Der Espresso ist getrunken, die Stiefel sind geschnürt. Ich laufe durch den grauen Alltag, den Blick eher auf dem Boden als in den Wolken. Und da liegen sie: zwei weggeworfene Filter im Dreck. Ich rauche zwar selbst nicht, aber ich kenne die Geste.
In diesem Lied geht es um das Kopfkino, das an den kleinsten Dingen hängen bleibt. „Haben die wohl welche weggeschmissen, um sich dann zu küssen?“ Das ist keine Kitsch-Frage, das ist eine Suche nach einem Zeichen. In einer Welt, die oft hart und funktional ist, suchst du unbewusst nach dem Beweis, dass da draußen noch was anderes passiert als nur der tägliche Trott.
Ich fege sie nicht weg („Ich lass die beiden in Ruh“). Es ist ein Moment des Respekts vor einer Geschichte, die ich nicht kenne, aber die ich mir genau so wünsche.
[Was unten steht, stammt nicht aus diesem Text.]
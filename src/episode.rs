//! The state of a single game: its answer, the guess grid, and termination.

use std::{fmt::Display, ops::Deref};

use itertools::Itertools;
use serde::{Deserialize, Serialize};

use crate::{
    puzzle::{decode, evaluate, is_win, Codes, Feedback},
    CHANNELS, MAX_GUESSES, WORD_LEN,
};

/// The grid channel holding guessed letter codes.
pub const GUESS_CHANNEL: usize = 0;

/// The grid channel holding feedback codes.
pub const FEEDBACK_CHANNEL: usize = 1;

/// The number of cells in a grid.
pub const GRID_LEN: usize = CHANNELS * MAX_GUESSES * WORD_LEN;

/// The guess history of a game, indexed as `[channel][row][column]`.
///
/// Row `i` of [`GUESS_CHANNEL`] holds the letter codes of the `i`th guess
/// and row `i` of [`FEEDBACK_CHANNEL`] holds its [`Feedback`] codes. Rows
/// that have not been guessed yet are all zero.
#[derive(Clone, Copy, Debug, Default, PartialEq, Eq, Hash, Serialize, Deserialize)]
#[serde(transparent)]
pub struct Grid {
    cells: [[[u8; WORD_LEN]; MAX_GUESSES]; CHANNELS],
}

impl Grid {
    /// Creates an all-zero grid.
    pub fn new() -> Self {
        Self::default()
    }

    pub(crate) fn write_row(&mut self, row: usize, guess: &Codes, feedback: &[Feedback; WORD_LEN]) {
        self.cells[GUESS_CHANNEL][row] = *guess;
        self.cells[FEEDBACK_CHANNEL][row] = feedback.map(Feedback::code);
    }

    /// Reads the feedback of a written row.
    ///
    /// Returns `None` for rows that hold no feedback, such as the zeroed rows
    /// past the current guess.
    pub fn feedback(&self, row: usize) -> Option<[Feedback; WORD_LEN]> {
        let codes = self.cells.get(FEEDBACK_CHANNEL)?.get(row)?;
        let mut res = [Feedback::Absent; WORD_LEN];
        for (f, &code) in res.iter_mut().zip(codes) {
            *f = Feedback::from_code(code)?;
        }
        Some(res)
    }

    /// Flattens the grid channel-major, then row-major.
    pub fn flatten(&self) -> Vec<u8> {
        self.cells.iter().flatten().flatten().copied().collect()
    }
}

impl Deref for Grid {
    type Target = [[[u8; WORD_LEN]; MAX_GUESSES]; CHANNELS];

    fn deref(&self) -> &Self::Target {
        &self.cells
    }
}

impl From<[[[u8; WORD_LEN]; MAX_GUESSES]; CHANNELS]> for Grid {
    fn from(cells: [[[u8; WORD_LEN]; MAX_GUESSES]; CHANNELS]) -> Self {
        Self { cells }
    }
}

impl Display for Grid {
    fn fmt(&self, f: &mut std::fmt::Formatter<'_>) -> std::fmt::Result {
        for (guess, feedback) in self[GUESS_CHANNEL].iter().zip(&self[FEEDBACK_CHANNEL]) {
            let letters: String = guess.iter().map(|&c| decode(c).unwrap_or('.')).collect();
            let marks = feedback
                .iter()
                .map(|&c| Feedback::from_code(c).map_or(".".to_string(), |f| f.to_string()))
                .join("");
            writeln!(f, "{} {}", letters, marks)?;
        }
        Ok(())
    }
}

/// One play-through, from a reset until the next reset.
///
/// A new episode is created for every reset rather than cleared in place.
#[derive(Clone, Debug, PartialEq, Eq, Hash)]
pub struct Episode {
    target: String,
    target_codes: Codes,
    step_count: usize,
    grid: Grid,
    total_reward: i64,
    last_guess: Option<String>,
}

impl Episode {
    /// Starts an episode with an empty grid and the given answer.
    pub fn new(target: impl Into<String>, target_codes: Codes) -> Self {
        Episode {
            target: target.into(),
            target_codes,
            step_count: 0,
            grid: Grid::new(),
            total_reward: 0,
            last_guess: None,
        }
    }

    /// Grades `guess` and writes it into the next free row.
    ///
    /// Returns the feedback and the row it was written to. The step count is
    /// not advanced; call [`advance()`](Self::advance()) once the reward for
    /// the row has been computed.
    ///
    /// # Panics
    ///
    /// Panics if all [`MAX_GUESSES`] rows are already written.
    pub(crate) fn record_guess(&mut self, word: &str, guess: &Codes) -> (usize, [Feedback; WORD_LEN]) {
        let row = self.step_count;
        let feedback = evaluate(guess, &self.target_codes);
        self.grid.write_row(row, guess, &feedback);
        self.last_guess = Some(word.to_string());
        (row, feedback)
    }

    pub(crate) fn advance(&mut self, reward: i64) {
        self.total_reward += reward;
        self.step_count += 1;
    }

    /// Returns true once the episode is over.
    ///
    /// An episode ends after [`MAX_GUESSES`] guesses or as soon as a written
    /// row is correct at every position. Unwritten rows never count as wins.
    pub fn is_done(&self) -> bool {
        self.step_count >= MAX_GUESSES
            || (0..self.step_count)
                .filter_map(|row| self.grid.feedback(row))
                .any(|row| is_win(&row))
    }

    /// Returns true if the episode ended with a correct guess.
    pub fn is_won(&self) -> bool {
        self.step_count
            .checked_sub(1)
            .and_then(|row| self.grid.feedback(row))
            .map_or(false, |row| is_win(&row))
    }

    pub fn target(&self) -> &str {
        &self.target
    }

    pub fn target_codes(&self) -> &Codes {
        &self.target_codes
    }

    /// The number of guesses made so far.
    pub fn step_count(&self) -> usize {
        self.step_count
    }

    pub fn grid(&self) -> &Grid {
        &self.grid
    }

    /// The sum of every reward given this episode.
    pub fn total_reward(&self) -> i64 {
        self.total_reward
    }

    pub fn last_guess(&self) -> Option<&str> {
        self.last_guess.as_deref()
    }
}
//! A harness for evaluating a policy over many episodes.

use std::{fmt::Display, ops::Deref, sync::Arc};

#[cfg(feature = "parallel")]
use either::Either;
#[cfg(feature = "parallel")]
use indicatif::ParallelProgressIterator;
use rand::{rngs::StdRng, Rng, RngCore, SeedableRng};
#[cfg(feature = "parallel")]
use rayon::prelude::*;
use serde::{Deserialize, Serialize};
use statrs::statistics::Statistics;

use crate::{
    config::EnvConfig,
    env::{EnvLogger, Environment, WordleEnv},
    observation::{Observation, Space},
    words::Corpus,
    HarnessError, Result, WordleError, MAX_GUESSES,
};

/// Something that picks actions for a [`WordleEnv`].
///
/// The harness formats policies with [`Display`] when reporting, so do not
/// use linebreaks there.
pub trait Policy: Display + Sync {
    /// Chooses an action from `action_space` after seeing `observation`.
    fn act(&self, observation: &Observation, action_space: &Space, rng: &mut dyn RngCore)
        -> usize;
}

/// Runs a policy over many episodes and records how it did.
///
/// Every episode plays in its own [`WordleEnv`], and all of them share one
/// [`Corpus`]. The configuration methods consume the harness and return a
/// new one.
///
/// # Examples
///
/// ```rust
/// # use std::{fmt::Display, sync::Arc};
/// # use rand::RngCore;
/// use wordle_gym::{Corpus, EnvConfig, Harness, Observation, Policy, RewardConfig, Space};
///
/// struct First;
///
/// impl Display for First {
///     fn fmt(&self, f: &mut std::fmt::Formatter<'_>) -> std::fmt::Result {
///         write!(f, "First")
///     }
/// }
///
/// impl Policy for First {
///     fn act(&self, _: &Observation, _: &Space, _: &mut dyn RngCore) -> usize {
///         0
///     }
/// }
///
/// let rewards = RewardConfig {
///     win_reward: 100,
///     right_letter_reward: 5,
///     right_position_reward: 10,
///     penalty: -20,
/// };
/// let corpus = Arc::new(Corpus::from_words(["apple"])?);
/// let harness = Harness::new(EnvConfig::new(rewards, "words.txt"))
///     .quiet()
///     .episodes(5);
///
/// let record = harness.run(corpus, &First)?;
/// assert_eq!(record.summary().mean_reward, 100.);
/// #
/// # Ok::<_, wordle_gym::WordleError>(())
/// ```
#[derive(Clone, Debug)]
pub struct Harness {
    config: EnvConfig,
    verbose: bool,
    episodes: usize,
}

impl Harness {
    /// Creates a harness that builds environments from `config`.
    ///
    /// Defaults:
    /// 1. quiet mode
    /// 2. runs 10 episodes
    ///
    /// When `config` has a seed, every run of the harness plays the same
    /// answers.
    pub fn new(config: EnvConfig) -> Self {
        Harness {
            config,
            verbose: false,
            episodes: 10,
        }
    }

    /// Shows a progress bar while running.
    pub fn verbose(self) -> Self {
        Harness {
            verbose: true,
            ..self
        }
    }

    pub fn quiet(self) -> Self {
        Harness {
            verbose: false,
            ..self
        }
    }

    /// Sets the number of episodes to run.
    pub fn episodes(self, episodes: usize) -> Self {
        Harness { episodes, ..self }
    }

    /// Runs `policy` and records every episode, in order.
    pub fn run(&self, corpus: Arc<Corpus>, policy: &dyn Policy) -> Result<Record> {
        if self.episodes == 0 {
            return Err(HarnessError::NoEpisodes.into());
        }

        let base = match self.config.seed {
            Some(seed) => seed,
            None => rand::thread_rng().gen(),
        };
        let seeds: Vec<u64> = (0..self.episodes as u64)
            .map(|i| base.wrapping_add(i))
            .collect();

        #[cfg(feature = "parallel")]
        let outcomes = {
            let iter = seeds.par_iter();
            let iter = if self.verbose {
                Either::Left(iter.progress_count(self.episodes as u64))
            } else {
                Either::Right(iter)
            };
            iter.map(|&seed| self.run_episode(corpus.clone(), policy, seed))
                .collect::<Result<Vec<_>>>()?
        };

        #[cfg(not(feature = "parallel"))]
        let outcomes = seeds
            .iter()
            .map(|&seed| self.run_episode(corpus.clone(), policy, seed))
            .collect::<Result<Vec<_>>>()?;

        let record = Record {
            policy_name: policy.to_string(),
            outcomes,
        };
        let logger =
            EnvLogger::with_target("wordle_gym::harness", self.config.verbosity.level_filter());
        logger.info(format_args!(
            "evaluated {} over {} episodes",
            record.policy_name,
            record.len()
        ));
        Ok(record)
    }

    fn run_episode(&self, corpus: Arc<Corpus>, policy: &dyn Policy, seed: u64) -> Result<Outcome> {
        let mut env = WordleEnv::with_corpus(corpus, &self.config.clone().seed(seed))?;
        let mut rng = StdRng::seed_from_u64(seed.rotate_left(32));
        let action_space = env.action_space();

        let mut observation = env.reset();
        loop {
            let action = policy.act(&observation, &action_space, &mut rng);
            let step = env.step(action).map_err(|e| match e {
                WordleError::InvalidAction { .. } => {
                    HarnessError::PolicyFailed(policy.to_string()).into()
                }
                other => other,
            })?;
            observation = step.observation;
            if step.done {
                break;
            }
        }

        let episode = env.episode();
        Ok(Outcome {
            target: episode.target().to_string(),
            total_reward: episode.total_reward(),
            guesses: episode.step_count(),
            won: episode.is_won(),
        })
    }
}

/// The result of one evaluated episode.
#[derive(Clone, Debug, PartialEq, Eq, Hash, Serialize, Deserialize)]
pub struct Outcome {
    pub target: String,
    pub total_reward: i64,
    pub guesses: usize,
    pub won: bool,
}

impl Display for Outcome {
    fn fmt(&self, f: &mut std::fmt::Formatter<'_>) -> std::fmt::Result {
        if self.won {
            write!(f, "{} won in {}", self.target, self.guesses)?;
        } else {
            write!(f, "{} lost", self.target)?;
        }
        write!(f, ", total reward {}", self.total_reward)
    }
}

/// Every episode a [`Harness`] ran for one policy.
#[derive(Clone, Debug, Default, PartialEq, Eq, Hash, Serialize, Deserialize)]
pub struct Record {
    policy_name: String,
    outcomes: Vec<Outcome>,
}

impl Deref for Record {
    type Target = [Outcome];

    fn deref(&self) -> &Self::Target {
        &self.outcomes
    }
}

impl Record {
    /// Gets the name of the policy that produced this record.
    pub fn policy_name(&self) -> &str {
        &self.policy_name
    }

    /// Computes aggregate statistics over every episode.
    pub fn summary(&self) -> Summary<'_> {
        let rewards: Vec<f64> = self.iter().map(|o| o.total_reward as f64).collect();
        let mut bins = [0; MAX_GUESSES];
        self.iter()
            .filter(|o| o.won)
            .for_each(|o| bins[o.guesses - 1] += 1);

        Summary {
            policy_name: &self.policy_name,
            num_episodes: self.len() as u32,
            num_won: bins.iter().sum(),
            mean_reward: rewards.iter().mean(),
            std_reward: rewards.iter().population_std_dev(),
            histogram: bins.into(),
        }
    }

    /// Prints the summary and then every episode, one per row.
    ///
    /// Lost episodes are marked in red.
    #[cfg(feature = "fancy")]
    pub fn print(&self) {
        use comfy_table::{presets::UTF8_FULL, Cell, CellAlignment, Color, Table};

        let mut table = Table::new();
        if table.is_tty() {
            table.load_preset(UTF8_FULL);
        }
        table.set_header(vec!["episode", "answer", "guesses", "total reward"]);
        for (i, outcome) in self.iter().enumerate() {
            let guesses = if outcome.won {
                Cell::new(outcome.guesses)
            } else {
                Cell::new("lost").fg(Color::Red)
            };
            table.add_row(vec![
                Cell::new(i + 1),
                Cell::new(&outcome.target),
                guesses,
                Cell::new(outcome.total_reward).set_alignment(CellAlignment::Right),
            ]);
        }

        print!("{}", self.summary());
        println!("{}", table);
    }

    /// Prints the summary and then every episode, one per line.
    #[cfg(not(feature = "fancy"))]
    pub fn print(&self) {
        print!("{}", self.summary());
        for (i, outcome) in self.iter().enumerate() {
            println!("{:>6}  {}", i + 1, outcome);
        }
    }
}

/// Aggregate statistics of a [`Record`].
#[derive(Debug, Clone, PartialEq, Serialize)]
pub struct Summary<'a> {
    pub policy_name: &'a str,
    pub num_episodes: u32,
    pub num_won: u32,
    /// The mean total reward per episode.
    pub mean_reward: f64,
    /// The population standard deviation of total reward per episode.
    pub std_reward: f64,
    /// How many won episodes took each number of guesses.
    pub histogram: Histogram,
}

impl<'a> Summary<'a> {
    /// Gets the fraction of episodes that were won.
    pub fn frac_won(&self) -> f32 {
        (self.num_won as f32) / (self.num_episodes as f32)
    }

    /// Gets the average number of guesses in won episodes.
    pub fn mean_guesses(&self) -> f32 {
        let guesses: u32 = self
            .histogram
            .iter()
            .enumerate()
            .map(|(i, v)| (i as u32 + 1) * v)
            .sum();
        (guesses as f32) / (self.num_won as f32)
    }
}

impl<'a> Display for Summary<'a> {
    fn fmt(&self, f: &mut std::fmt::Formatter<'_>) -> std::fmt::Result {
        writeln!(f, "{:-^80}", self.policy_name)?;
        writeln!(f, "Ran {} episodes", self.num_episodes)?;
        writeln!(
            f,
            "mean_reward={:.2} +/- {:.2}",
            self.mean_reward, self.std_reward
        )?;
        writeln!(
            f,
            "Won {}, or {:.1}%, and lost {}",
            self.num_won,
            self.frac_won() * 100.,
            self.num_episodes - self.num_won
        )?;
        if self.num_won > 0 {
            writeln!(
                f,
                "Wins took {:.2} guesses on average",
                self.mean_guesses()
            )?;
        }
        Ok(())
    }
}

#[derive(Debug, Clone, PartialEq, Eq, PartialOrd, Ord, Hash, Serialize, Deserialize)]
pub struct Histogram {
    bins: [u32; MAX_GUESSES],
}

impl From<[u32; MAX_GUESSES]> for Histogram {
    fn from(other: [u32; MAX_GUESSES]) -> Self {
        Self { bins: other }
    }
}

impl Deref for Histogram {
    type Target = [u32; MAX_GUESSES];

    fn deref(&self) -> &Self::Target {
        &self.bins
    }
}

impl Histogram {
    /// The length of the bar drawn for the most common guess count.
    const BAR_WIDTH: usize = 50;
}

impl Display for Histogram {
    fn fmt(&self, f: &mut std::fmt::Formatter<'_>) -> std::fmt::Result {
        let wins: u32 = self.iter().sum();
        let tallest = u64::from(self.iter().copied().max().unwrap_or(0).max(1));

        for (guesses, &count) in (1..).zip(self.iter()) {
            let len = u64::from(count) * Self::BAR_WIDTH as u64 / tallest;
            let bar = "■".repeat(len as usize);
            let share = if wins == 0 {
                0.
            } else {
                100. * count as f32 / wins as f32
            };
            writeln!(
                f,
                "won in {}: {:<width$} {} ({:.1}%)",
                guesses,
                bar,
                count,
                share,
                width = Self::BAR_WIDTH
            )?;
        }

        Ok(())
    }
}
Dass zwischen all dem Dreck und dem grauen Weg zwei Leute standen, die alles andere vergessen haben.
Es endet bei der großen Erkenntnis, die einen im Matsch überfällt: „Dass die Liebe doch das Größte ist.“ Das klingt fast zu groß für den Moment, aber genau da gehört es hin. Nicht in den Palast, sondern auf den Gehweg, wo die Leute leben.